Para Daniel Moutinho Pataca, do Instituto Brasília de Tecnologia e Inovação, o projeto apresenta avanços comparado às técnicas de geração de imagens. "Em relação aos tomógrafos de raios X, os dedos biônicos têm como principal vantagem a não utilização no exame de radiações ionizantes que podem provocar danos aos tecidos biológicos", afirma. "Quando comparados com o equipamento de ultrassom, eles apresentam uma melhor resolução. E com os de ressonância magnética, são mais rápidos na obtenção dos resultados", lista.
Flávio Vidal ressalta outras possíveis aplicações do sensor tátil para a melhoria da qualidade de vida das pessoas. "Ele pode contemplar pessoas amputadas, porque, se você consegue desenvolver um dispositivo que entende a questão do tato, seria possível utilizar esses sensores em próteses e conectar isso às pessoas, possibilitando que elas voltem a sentir texturas", explica.
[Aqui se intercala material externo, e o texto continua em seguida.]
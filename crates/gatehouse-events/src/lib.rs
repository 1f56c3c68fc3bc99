#![forbid(unsafe_code)]
#![deny(
    warnings,
    dead_code,
    unused,
    unused_imports,
    unused_must_use,
    unreachable_pub,
    clippy::all,
    clippy::pedantic,
    clippy::nursery,
    rustdoc::broken_intra_doc_links,
    rustdoc::bare_urls,
    missing_docs
)]

//! Typed event channel for the Gatehouse widget.
//!
//! Readiness signals, lifecycle notifications, and faults all travel through a
//! single [`EventBus`]. Each emitted event carries a sequential identifier and
//! is kept in a bounded replay ring so late subscribers can catch up.
//! Listeners register per [`EventKind`], either for every occurrence or once.
//!
//! Layout: `payloads.rs` (event types), `topics.rs` (kind discriminators),
//! `routing.rs` (bus + replay), `listeners.rs` (per-kind callbacks).

pub mod listeners;
pub mod payloads;
pub mod routing;
pub mod topics;

pub use listeners::ListenerId;
pub use payloads::{
    DEFAULT_REPLAY_CAPACITY, EventEnvelope, EventId, FaultKind, Operation, ViewKind, WidgetEvent,
};
pub use routing::{EventBus, EventStream};
pub use topics::{EventKind, event_kind};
Mas de forma imediata, a professora Emanuele Marques avalia que há a possibilidade de a tecnologia ser usada em conjunto com métodos já existentes. "Combinando-a com alguma técnica de imagem que exerça algum tipo de pressão, como um ultrassom, por exemplo, poderia se obter um resultado melhor do que usar apenas uma delas, incluindo o dedo biônico, de forma isolada", sugere.
Defeitos eletrônicos
A equipe chinesa também explorou a capacidade do dedo biônico de diagnosticar problemas em dispositivos eletrônicos sem ter que abri-los. Escaneando a superfície de um aparelho defeituoso, a tecnologia criou um mapa dos componentes elétricos internos e identificou o local em que estavam os problemas.
"Os circuitos eletrônicos flexíveis são cobertos por uma camada de proteção de um material flexível, não rígido e opaco, que dificulta a observação da montagem", afirma Pataca. "Utilizando o dedo biônico, pode-se observar, abaixo dessa camada, se as trilhas não apresentam descontinuidades e se os componentes estão montados nas posições corretas."
Chen chama a atenção para o fato de o "checape" poder ser efeito em dispositivos eletrônicos sem criar outros problemas. "Diante de um ambiente com restrição de luz ou uma camada impenetrável, o dedo biônico pode ser usado para tocar o objeto sem danos e exibir as informações internas na forma de um mapa 3D", resume. O pesquisador assegura que o próximo passo do projeto será melhorar o desempenho da solução tecnológica para a aplicação prática em inspeção biomédica e industrial.